Mixup is a simple regularisation technique that addresses this by creating blended training examples. Take two training examples and their labels, and create a new example that is a weighted average of both. If image A is a cat (label: [1, 0]) and image B is a dog (label: [0, 1]), a mixup combination at weight 0.3 produces a new training example that is 30% image A plus 70% image B, with label [0.3, 0.7]. The model is trained to produce this blended probability distribution for the blended input.
This sounds strange - you are asking the model to predict a cat-dog hybrid - but the effect on model behaviour is beneficial. Training on blended examples forces the model to maintain calibrated uncertainty between classes, interpolating smoothly rather than making hard decisions. The model learns that the space between classes is not empty - that intermediate examples exist and should receive intermediate predictions.
The results are consistently positive. Models trained with mixup are better calibrated (their confidence scores more accurately reflect true accuracy), more robust to adversarial examples (manipulated inputs designed to fool the model), and often achieve better generalisation on test sets. The improvements are particularly strong on tasks where the boundary between classes is genuinely ambiguous.

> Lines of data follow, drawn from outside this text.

pub mod catchers;
pub mod config;
pub mod cors;
pub mod error;
pub mod persistence;
pub mod routes;
pub mod store;

use rocket::{routes, catchers, Build, Rocket};

use crate::catchers::{bad_request, forbidden, internal_error, not_found};
use crate::cors::Cors;
use crate::routes::{
    all_options, election_status, get_results, health, list_candidates, reset_election,
    submit_vote, update_config, update_votes, validate_voter, AppState,
};

/// Assembles the server around an already-loaded state. Split out of `main`
/// so tests can mount the same routes against their own storage.
pub fn server(state: AppState) -> Rocket<Build> {
    let cors = Cors::new(state.config.frontend_origin());
    rocket::build()
        .attach(cors)
        .manage(state)
        .mount(
            "/api",
            routes![
                election_status,
                list_candidates,
                validate_voter,
                submit_vote,
                get_results,
                update_votes,
                update_config,
                reset_election,
                all_options
            ],
        )
        .mount("/", routes![health])
        .register(
            "/",
            catchers![bad_request, forbidden, not_found, internal_error],
        )
}
use serde::{Serialize, Deserialize};

/// Wire shape of every 4xx/5xx body.
#[derive(Debug, Clone, Serialize, Deserialize)]
pub struct ErrorResponse {
    pub error: String,
}

impl ErrorResponse {
    pub fn new(error: impl Into<String>) -> Self {
        Self { error: error.into() }
    }
}
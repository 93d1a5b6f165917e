#[cfg(test)]
mod tests {
    use std::collections::HashMap;
    use time::macros::datetime;

    use crate::election::{backfill_votes, seed_votes, BallotError, ElectionStatus, EligibleVoters};
    use crate::models::{Candidate, CandidateId, ElectionConfig, ElectionData};
    use crate::validation::{normalize_voter_id, parse_config_update, ConfigError};

    fn candidate(id: CandidateId, position: &str) -> Candidate {
        Candidate {
            id,
            name: format!("Candidate {id}"),
            position: position.to_owned(),
            bio: String::new(),
            avatar: String::new(),
        }
    }

    fn selections(pairs: &[(&str, Option<CandidateId>)]) -> HashMap<String, Option<CandidateId>> {
        pairs
            .iter()
            .map(|(position, choice)| (position.to_string(), *choice))
            .collect()
    }

    fn seeded_data(candidates: &[Candidate]) -> ElectionData {
        ElectionData {
            votes: seed_votes(candidates),
            voters: HashMap::new(),
        }
    }

    fn config() -> ElectionConfig {
        ElectionConfig {
            start_time: datetime!(2025-06-01 08:00 UTC),
            end_time: datetime!(2025-06-02 08:00 UTC),
        }
    }

    #[test]
    fn test_status_window_boundaries() {
        let config = config();
        assert_eq!(
            ElectionStatus::at(&config, datetime!(2025-06-01 07:59 UTC)),
            ElectionStatus::Pending
        );
        assert_eq!(
            ElectionStatus::at(&config, config.start_time),
            ElectionStatus::Active
        );
        assert_eq!(
            ElectionStatus::at(&config, datetime!(2025-06-01 20:00 UTC)),
            ElectionStatus::Active
        );
        assert_eq!(
            ElectionStatus::at(&config, config.end_time),
            ElectionStatus::Active
        );
        assert_eq!(
            ElectionStatus::at(&config, datetime!(2025-06-02 08:01 UTC)),
            ElectionStatus::Ended
        );
    }

    #[test]
    fn test_status_display() {
        assert_eq!(ElectionStatus::Pending.to_string(), "pending");
        assert_eq!(ElectionStatus::Active.to_string(), "active");
        assert_eq!(ElectionStatus::Ended.to_string(), "ended");
    }

    #[test]
    fn test_voter_id_normalization() {
        assert_eq!(normalize_voter_id("  a1 "), "A1");
        assert_eq!(normalize_voter_id("nacos/2024/001"), "NACOS/2024/001");
        assert_eq!(normalize_voter_id("   "), "");
    }

    #[test]
    fn test_eligibility_is_case_insensitive() {
        let roll = EligibleVoters::from_list(["a1", " B2 ", ""]);
        assert_eq!(roll.len(), 2);
        assert!(roll.contains("A1"));
        assert!(roll.contains("B2"));
        assert!(!roll.contains("C3"));
    }

    #[test]
    fn test_seed_votes_covers_every_pair() {
        let candidates = [
            candidate(1, "President"),
            candidate(2, "President"),
            candidate(3, "Secretary"),
        ];
        let votes = seed_votes(&candidates);
        assert_eq!(votes["President"][&1], 0);
        assert_eq!(votes["President"][&2], 0);
        assert_eq!(votes["Secretary"][&3], 0);
        assert_eq!(votes.len(), 2);
    }

    #[test]
    fn test_backfill_preserves_existing_counts() {
        let candidates = [
            candidate(1, "President"),
            candidate(2, "President"),
            candidate(3, "Secretary"),
        ];
        let mut votes = serde_json::from_value(serde_json::json!({
            "President": { "1": 7 }
        }))
        .unwrap();
        backfill_votes(&mut votes, &candidates);
        assert_eq!(votes["President"][&1], 7, "saved count must survive");
        assert_eq!(votes["President"][&2], 0);
        assert_eq!(votes["Secretary"][&3], 0);
    }

    #[test]
    fn test_single_ballot_updates_tally_and_record() {
        let candidates = [candidate(1, "President"), candidate(2, "President")];
        let mut data = seeded_data(&candidates);

        let accepted = data
            .record_ballot("A1", &selections(&[("President", Some(1))]), &candidates)
            .unwrap();
        assert_eq!(accepted, vec!["President".to_string()]);
        assert_eq!(data.votes["President"][&1], 1);
        assert_eq!(data.votes["President"][&2], 0);
        assert_eq!(data.voters["A1"]["President"], true);
    }

    #[test]
    fn test_second_ballot_for_same_position_is_rejected() {
        let candidates = [candidate(1, "President"), candidate(2, "President")];
        let mut data = seeded_data(&candidates);

        data.record_ballot("A1", &selections(&[("President", Some(1))]), &candidates)
            .unwrap();
        let err = data
            .record_ballot("A1", &selections(&[("President", Some(2))]), &candidates)
            .unwrap_err();
        assert_eq!(err, BallotError::NoValidVotes);
        assert_eq!(data.votes["President"][&1], 1);
        assert_eq!(data.votes["President"][&2], 0, "tallies must be unchanged");
    }

    #[test]
    fn test_partial_ballot_records_only_fresh_positions() {
        let candidates = [
            candidate(1, "President"),
            candidate(2, "Secretary"),
        ];
        let mut data = seeded_data(&candidates);

        data.record_ballot("A1", &selections(&[("President", Some(1))]), &candidates)
            .unwrap();
        let accepted = data
            .record_ballot(
                "A1",
                &selections(&[("President", Some(1)), ("Secretary", Some(2))]),
                &candidates,
            )
            .unwrap();
        assert_eq!(accepted, vec!["Secretary".to_string()]);
        assert_eq!(data.votes["President"][&1], 1);
        assert_eq!(data.votes["Secretary"][&2], 1);
    }

    #[test]
    fn test_unknown_candidate_and_blank_selection_are_skipped() {
        let candidates = [candidate(1, "President")];
        let mut data = seeded_data(&candidates);

        let err = data
            .record_ballot(
                "A1",
                &selections(&[
                    ("President", Some(99)),  // no such candidate
                    ("Treasurer", Some(1)),   // no such position
                    ("Secretary", None),      // left blank
                ]),
                &candidates,
            )
            .unwrap_err();
        assert_eq!(err, BallotError::NoValidVotes);
        assert_eq!(data.votes["President"][&1], 0);
        assert!(data.voters.is_empty(), "a rejected ballot must leave no record");
    }

    #[test]
    fn test_tallies_match_voter_records_across_sequence() {
        let candidates = [
            candidate(1, "President"),
            candidate(2, "President"),
            candidate(3, "Secretary"),
        ];
        let mut data = seeded_data(&candidates);

        let ballots = [
            ("A1", selections(&[("President", Some(1)), ("Secretary", Some(3))])),
            ("B2", selections(&[("President", Some(2))])),
            ("C3", selections(&[("President", Some(1))])),
            ("B2", selections(&[("Secretary", Some(3))])),
        ];
        for (voter, ballot) in &ballots {
            data.record_ballot(voter, ballot, &candidates).unwrap();
        }

        // every position's tally total equals the number of voters recorded
        // as having voted that position
        for (position, tallies) in &data.votes {
            let position_total: u64 = tallies.values().sum();
            let voters_for_position = data
                .voters
                .values()
                .filter(|record| record.get(position).copied().unwrap_or(false))
                .count() as u64;
            assert_eq!(position_total, voters_for_position, "position {position}");
        }
    }

    #[test]
    fn test_two_candidate_race_single_voter_cannot_switch() {
        let candidates = [candidate(1, "President"), candidate(2, "President")];
        let mut data = seeded_data(&candidates);

        data.record_ballot("A1", &selections(&[("President", Some(1))]), &candidates)
            .unwrap();
        assert_eq!(data.votes["President"][&1], 1);
        assert_eq!(data.votes["President"][&2], 0);
        assert_eq!(data.voters["A1"]["President"], true);

        let err = data
            .record_ballot("A1", &selections(&[("President", Some(2))]), &candidates)
            .unwrap_err();
        assert_eq!(err.to_string(), "No valid votes to record");
        assert_eq!(data.votes["President"][&1], 1);
        assert_eq!(data.votes["President"][&2], 0);
    }

    #[test]
    fn test_reset_clears_records_and_zeroes_tallies() {
        let candidates = [candidate(1, "President"), candidate(2, "Secretary")];
        let mut data = seeded_data(&candidates);
        data.record_ballot(
            "A1",
            &selections(&[("President", Some(1)), ("Secretary", Some(2))]),
            &candidates,
        )
        .unwrap();

        data.reset(&candidates);
        assert!(data.voters.is_empty());
        assert_eq!(data.votes["President"][&1], 0);
        assert_eq!(data.votes["Secretary"][&2], 0);
    }

    #[test]
    fn test_config_update_validation() {
        let config = parse_config_update("2025-06-01T08:00:00Z", "2025-06-02T08:00:00Z").unwrap();
        assert!(config.start_time < config.end_time);

        assert!(matches!(
            parse_config_update("2025-06-02T08:00:00Z", "2025-06-01T08:00:00Z"),
            Err(ConfigError::EmptyWindow)
        ));
        assert!(matches!(
            parse_config_update("2025-06-01T08:00:00Z", "2025-06-01T08:00:00Z"),
            Err(ConfigError::EmptyWindow)
        ));
        assert!(matches!(
            parse_config_update("yesterday", "2025-06-02T08:00:00Z"),
            Err(ConfigError::Unparsable(_))
        ));
    }

    #[test]
    fn test_election_data_json_shape() {
        let candidates = [candidate(1, "President"), candidate(2, "President")];
        let mut data = seeded_data(&candidates);
        data.record_ballot("A1", &selections(&[("President", Some(1))]), &candidates)
            .unwrap();

        let json = serde_json::to_value(&data).unwrap();
        assert_eq!(json["votes"]["President"]["1"], 1);
        assert_eq!(json["votes"]["President"]["2"], 0);
        assert_eq!(json["voters"]["A1"]["President"], true);
    }
}
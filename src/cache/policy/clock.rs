//! CLOCK (second chance) replacement policy.
//!
//! Entries sit in a fixed ring of slots. Every access sets the slot's
//! reference bit. When the ring is full, the hand sweeps forward clearing
//! set bits until it reaches a slot whose bit is already clear; that slot
//! is the victim.

use std::sync::atomic::Ordering;

use log::{debug, info};

use crate::cache::{CacheEntry, CachePolicy, CacheStats, KvCache};
use crate::common::config::{check_key, check_value};
use crate::common::{Error, Result, SlotId};
use crate::storage::KvStore;

/// One slot of the clock ring.
#[derive(Debug)]
struct ClockSlot {
    entry: CacheEntry,
    referenced: bool,
}

/// A write-back cache with second-chance eviction.
///
/// # Architecture
/// ```text
///              hand
///               │
///               ▼
///   ┌────────┬────────┬────────┬────────┐
///   │ a  R=1 │ b  R=0 │ c  R=1 │ d  R=0 │   slots: Vec<ClockSlot>
///   └────────┴────────┴────────┴────────┘
///        sweep: clear R=1 and advance, stop at first R=0
/// ```
///
/// # Filling
/// While the ring has free slots, new entries go to slot `len` and the hand
/// stays at slot 0. The first sweep therefore starts at the oldest slot,
/// whether the ring was filled by `set` or by store fills after `get` misses.
///
/// # Example
/// ```
/// use kvscache::{ClockCache, KvCache, MemoryStore};
///
/// let mut cache = ClockCache::new(MemoryStore::new(), 1).unwrap();
/// cache.set("a", "1").unwrap();
/// cache.set("b", "2").unwrap(); // sweeps past a once, then evicts it
///
/// assert!(!cache.contains("a"));
/// assert_eq!(cache.store().peek("a"), Some("1"));
/// ```
#[derive(Debug)]
pub struct ClockCache<S> {
    /// Backing store for misses and write-backs.
    store: S,

    /// Occupied slots; grows to `capacity` and never shrinks.
    slots: Vec<ClockSlot>,

    /// Next slot the sweep examines.
    hand: SlotId,

    /// Number of slots (immutable after construction).
    capacity: usize,

    stats: CacheStats,
}

impl<S: KvStore> ClockCache<S> {
    /// Create a CLOCK cache with room for `capacity` entries.
    ///
    /// # Errors
    /// `Error::InvalidCapacity` if `capacity` is 0.
    pub fn new(store: S, capacity: usize) -> Result<Self> {
        if capacity == 0 {
            return Err(Error::InvalidCapacity(capacity));
        }

        info!("clock cache created with {} slots", capacity);

        Ok(Self {
            store,
            slots: Vec::with_capacity(capacity),
            hand: SlotId::default(),
            capacity,
            stats: CacheStats::new(),
        })
    }

    // ========================================================================
    // Inspection
    // ========================================================================

    /// Current hand position.
    pub fn hand(&self) -> SlotId {
        self.hand
    }

    /// Reference bit of `key`, or `None` if it isn't resident.
    pub fn is_referenced(&self, key: &str) -> Option<bool> {
        self.find(key).map(|slot| self.slots[slot.0].referenced)
    }

    /// Resident keys in slot order.
    pub fn keys(&self) -> Vec<&str> {
        self.slots.iter().map(|slot| slot.entry.key()).collect()
    }

    pub fn store(&self) -> &S {
        &self.store
    }

    pub fn store_mut(&mut self) -> &mut S {
        &mut self.store
    }

    /// Release the cache without flushing and hand back the store.
    pub fn into_store(self) -> S {
        self.store
    }

    // ========================================================================
    // Internal
    // ========================================================================

    fn find(&self, key: &str) -> Option<SlotId> {
        self.slots
            .iter()
            .position(|slot| slot.entry.key() == key)
            .map(SlotId::new)
    }

    /// Run the second-chance sweep and return the victim slot.
    ///
    /// Only called on a full ring. Terminates within one revolution plus one
    /// step, since a full revolution clears every bit.
    fn sweep(&mut self) -> SlotId {
        loop {
            let slot = &mut self.slots[self.hand.0];
            if !slot.referenced {
                return self.hand;
            }
            slot.referenced = false;
            self.hand = self.hand.next(self.capacity);
        }
    }

    /// Place a new entry, evicting a victim when the ring is full.
    fn install(&mut self, key: &str, value: &str, dirty: bool) -> Result<()> {
        if self.slots.len() < self.capacity {
            self.slots.push(ClockSlot {
                entry: CacheEntry::new(key, value, dirty),
                referenced: true,
            });
            return Ok(());
        }

        let victim = self.sweep();
        let slot = &mut self.slots[victim.0];

        // A failed write-back leaves the victim resident and dirty.
        slot.entry.write_back(&mut self.store, &self.stats)?;

        debug!("clock evicting {:?} from {}", slot.entry.key(), victim);
        slot.entry.replace(key, value, dirty);
        slot.referenced = true;

        self.hand = victim.next(self.capacity);
        self.stats.evictions.fetch_add(1, Ordering::Relaxed);
        Ok(())
    }
}

impl<S: KvStore> KvCache for ClockCache<S> {
    fn get(&mut self, key: &str) -> Result<String> {
        check_key(key)?;

        if let Some(slot) = self.find(key) {
            let slot = &mut self.slots[slot.0];
            slot.referenced = true;
            self.stats.get_hits.fetch_add(1, Ordering::Relaxed);
            return Ok(slot.entry.value().to_string());
        }

        self.stats.get_misses.fetch_add(1, Ordering::Relaxed);
        let value = self.store.get(key)?;
        self.install(key, &value, false)?;
        Ok(value)
    }

    fn set(&mut self, key: &str, value: &str) -> Result<()> {
        check_key(key)?;
        check_value(value)?;

        if let Some(slot) = self.find(key) {
            let slot = &mut self.slots[slot.0];
            slot.entry.update(value);
            slot.referenced = true;
            self.stats.set_hits.fetch_add(1, Ordering::Relaxed);
            return Ok(());
        }

        self.stats.set_misses.fetch_add(1, Ordering::Relaxed);
        self.install(key, value, true)
    }

    fn flush(&mut self) -> Result<()> {
        for slot in &mut self.slots {
            slot.entry.write_back(&mut self.store, &self.stats)?;
        }
        Ok(())
    }

    fn len(&self) -> usize {
        self.slots.len()
    }

    fn capacity(&self) -> usize {
        self.capacity
    }

    fn contains(&self, key: &str) -> bool {
        self.find(key).is_some()
    }

    fn is_dirty(&self, key: &str) -> Option<bool> {
        self.find(key).map(|slot| self.slots[slot.0].entry.is_dirty())
    }

    fn stats(&self) -> &CacheStats {
        &self.stats
    }

    fn policy(&self) -> CachePolicy {
        CachePolicy::Clock
    }
}

#[cfg(test)]
mod tests {
    use super::*;
    use crate::cache::test_util::FlakyStore;
    use crate::cache::StatsSnapshot;
    use crate::storage::MemoryStore;

    fn cache(capacity: usize) -> ClockCache<MemoryStore> {
        ClockCache::new(MemoryStore::new(), capacity).unwrap()
    }

    #[test]
    fn test_zero_capacity_rejected() {
        let result = ClockCache::new(MemoryStore::new(), 0);
        assert!(matches!(result, Err(Error::InvalidCapacity(0))));
    }

    #[test]
    fn test_set_then_get_hits_cache() {
        let mut cache = cache(2);
        cache.set("a", "1").unwrap();

        assert_eq!(cache.get("a").unwrap(), "1");
        assert_eq!(cache.store().read_count(), 0);
        assert_eq!(cache.is_dirty("a"), Some(true));
    }

    #[test]
    fn test_single_slot_wraps_to_itself() {
        let mut cache = cache(1);
        cache.set("a", "1").unwrap();
        cache.set("b", "2").unwrap();

        assert_eq!(cache.keys(), vec!["b"]);
        assert_eq!(cache.hand(), SlotId::new(0));
        assert_eq!(cache.store().peek("a"), Some("1"));
        assert_eq!(cache.stats().snapshot().evictions, 1);
    }

    #[test]
    fn test_full_sweep_evicts_first_slot() {
        let mut cache = cache(3);
        for key in ["a", "b", "c"] {
            cache.set(key, key).unwrap();
        }
        assert_eq!(cache.hand(), SlotId::new(0));

        // All bits set: one revolution clears them, then slot 0 is the victim
        cache.set("d", "d").unwrap();

        assert_eq!(cache.keys(), vec!["d", "b", "c"]);
        assert_eq!(cache.hand(), SlotId::new(1));
        assert_eq!(cache.is_referenced("b"), Some(false));
        assert_eq!(cache.is_referenced("c"), Some(false));
        assert_eq!(cache.is_referenced("d"), Some(true));
    }

    #[test]
    fn test_referenced_entry_gets_second_chance() {
        let mut cache = cache(3);
        for key in ["a", "b", "c"] {
            cache.set(key, key).unwrap();
        }
        cache.set("d", "d").unwrap(); // evicts a, hand -> 1

        // b is oldest under the hand, but a read gives it another pass
        cache.get("b").unwrap();
        cache.set("e", "e").unwrap();

        assert!(cache.contains("b"));
        assert!(!cache.contains("c"));
        assert_eq!(cache.keys(), vec!["d", "b", "e"]);
        assert_eq!(cache.is_referenced("b"), Some(false));
    }

    #[test]
    fn test_update_in_place() {
        let mut cache = cache(2);
        cache.set("a", "1").unwrap();
        cache.set("b", "2").unwrap();
        cache.set("a", "3").unwrap();

        assert_eq!(cache.keys(), vec!["a", "b"]);
        assert_eq!(cache.get("a").unwrap(), "3");
        assert_eq!(cache.stats().snapshot().set_hits, 1);
        assert_eq!(cache.stats().snapshot().set_misses, 2);
    }

    #[test]
    fn test_get_miss_fills_clean() {
        let store = MemoryStore::with_entries([("x", "10")]);
        let mut cache = ClockCache::new(store, 2).unwrap();

        assert_eq!(cache.get("x").unwrap(), "10");
        assert_eq!(cache.is_dirty("x"), Some(false));
        assert_eq!(cache.is_referenced("x"), Some(true));
        assert_eq!(cache.store().read_count(), 1);

        // Second read is a hit
        cache.get("x").unwrap();
        assert_eq!(cache.store().read_count(), 1);
    }

    #[test]
    fn test_get_miss_and_not_found() {
        let mut cache = cache(2);
        let err = cache.get("ghost").unwrap_err();

        assert!(err.is_not_found());
        assert!(cache.is_empty());
        assert_eq!(cache.stats().snapshot().get_misses, 1);
    }

    #[test]
    fn test_fill_by_get_then_set_keeps_both() {
        let store = MemoryStore::with_entries([("x", "10")]);
        let mut cache = ClockCache::new(store, 3).unwrap();

        cache.get("x").unwrap();
        cache.set("y", "20").unwrap();
        cache.set("z", "30").unwrap();

        assert_eq!(cache.keys(), vec!["x", "y", "z"]);
        assert_eq!(cache.hand(), SlotId::new(0));
    }

    #[test]
    fn test_get_miss_when_full_evicts_by_sweep() {
        let store = MemoryStore::with_entries([("x", "10")]);
        let mut cache = ClockCache::new(store, 2).unwrap();
        cache.set("a", "1").unwrap();
        cache.set("b", "2").unwrap();

        assert_eq!(cache.get("x").unwrap(), "10");

        assert_eq!(cache.keys(), vec!["x", "b"]);
        assert_eq!(cache.is_dirty("x"), Some(false));
        assert_eq!(cache.store().peek("a"), Some("1"));
    }

    #[test]
    fn test_clean_victim_not_written() {
        let store = MemoryStore::with_entries([("x", "10"), ("y", "20")]);
        let mut cache = ClockCache::new(store, 1).unwrap();

        cache.get("x").unwrap();
        cache.get("y").unwrap();

        assert_eq!(cache.store().write_count(), 0);
        assert_eq!(cache.stats().snapshot().evictions, 1);
    }

    #[test]
    fn test_flush_keeps_entries_and_bits() {
        let mut cache = cache(3);
        cache.set("a", "1").unwrap();
        cache.set("b", "2").unwrap();

        cache.flush().unwrap();

        assert_eq!(cache.len(), 2);
        assert_eq!(cache.is_dirty("a"), Some(false));
        assert_eq!(cache.is_dirty("b"), Some(false));
        assert_eq!(cache.is_referenced("a"), Some(true));
        assert_eq!(cache.store().peek("b"), Some("2"));

        // Nothing left to write
        cache.flush().unwrap();
        assert_eq!(cache.store().write_count(), 2);
    }

    #[test]
    fn test_get_does_not_clear_dirty() {
        let mut cache = cache(2);
        cache.set("a", "1").unwrap();
        cache.get("a").unwrap();
        assert_eq!(cache.is_dirty("a"), Some(true));
    }

    #[test]
    fn test_failed_write_back_retains_victim() {
        let mut cache = ClockCache::new(FlakyStore::new(), 1).unwrap();
        cache.set("a", "1").unwrap();

        cache.store_mut().fail_writes = true;
        let err = cache.set("b", "2").unwrap_err();

        assert!(matches!(err, Error::WriteBack { ref key, .. } if key == "a"));
        assert_eq!(cache.keys(), vec!["a"]);
        assert_eq!(cache.is_dirty("a"), Some(true));
        assert_eq!(cache.stats().snapshot().evictions, 0);

        // Retry once the store recovers
        cache.store_mut().fail_writes = false;
        cache.set("b", "2").unwrap();
        assert_eq!(cache.keys(), vec!["b"]);
        assert_eq!(cache.store().inner.peek("a"), Some("1"));
    }

    #[test]
    fn test_oversized_input_rejected() {
        let mut cache = cache(2);
        let long_key = "k".repeat(crate::common::config::MAX_KEY_LEN + 1);
        let long_value = "v".repeat(crate::common::config::MAX_VALUE_LEN + 1);

        assert!(matches!(
            cache.set(&long_key, "v"),
            Err(Error::KeyTooLong { .. })
        ));
        assert!(matches!(
            cache.set("k", &long_value),
            Err(Error::ValueTooLong { .. })
        ));
        assert!(matches!(cache.get(&long_key), Err(Error::KeyTooLong { .. })));
        assert!(cache.is_empty());
        assert_eq!(cache.stats().snapshot(), StatsSnapshot::default());
    }
}
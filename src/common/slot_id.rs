//! Slot identifier type.

use std::fmt;

/// Identifies a slot in a cache's entry storage.
///
/// Slots live in a `Vec`, so the id is a plain index: `slots[slot_id.0]`.
/// CLOCK uses it for the hand position, LRU for arena links.
///
/// # Example
/// ```
/// use kvscache::SlotId;
///
/// let slot = SlotId::new(3);
/// assert_eq!(slot.next(4), SlotId::new(0));
/// ```
#[derive(Debug, Clone, Copy, PartialEq, Eq, Hash, Default)]
pub struct SlotId(pub usize);

impl SlotId {
    /// Create a new SlotId.
    #[inline]
    pub fn new(id: usize) -> Self {
        SlotId(id)
    }

    /// The following slot in a ring of `len` slots.
    #[inline]
    pub fn next(self, len: usize) -> Self {
        SlotId((self.0 + 1) % len)
    }
}

impl fmt::Display for SlotId {
    fn fmt(&self, f: &mut fmt::Formatter<'_>) -> fmt::Result {
        write!(f, "Slot({})", self.0)
    }
}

Mixup has been extended in many directions. CutMix patches a region from one image into another rather than blending pixel values. FMix creates masks from Fourier space. For language, token-level mixup blends embedding vectors rather than pixel values, and manifold mixup blends at intermediate layers rather than at the input. All share the core intuition: training on interpolations produces models that interpolate gracefully.
Analogy
Teaching a wine taster using blended wines alongside pure varietals, so they develop intuitions about the spectrum between styles rather than just recognising the extremes. A taster who has only learned pure Cabernet and pure Merlot may be confused by a 60/40 blend; one who has trained on blends has learned to read the spectrum. Mixup trains models the same way - on the full spectrum of possibilities, not just the pure cases.
Real-world example
Image classification models trained with mixup on ImageNet consistently show better calibration than those trained without it. When such a model says it is 70% confident an image is a dog, it is correct about 70% of the time - rather than a non-mixup model that might say 95% confident while only being right 70% of the time. This calibration improvement matters significantly in safety-critical applications.
Why it matters
Overconfident models make poor decisions in deployment because their uncertainty estimates cannot be trusted. Mixup is one of the most effective and computationally cheap techniques for producing well-calibrated models. In high-stakes applications where knowing when a model is uncertain is as important as knowing when it is correct, training regularisation techniques like mixup become critical.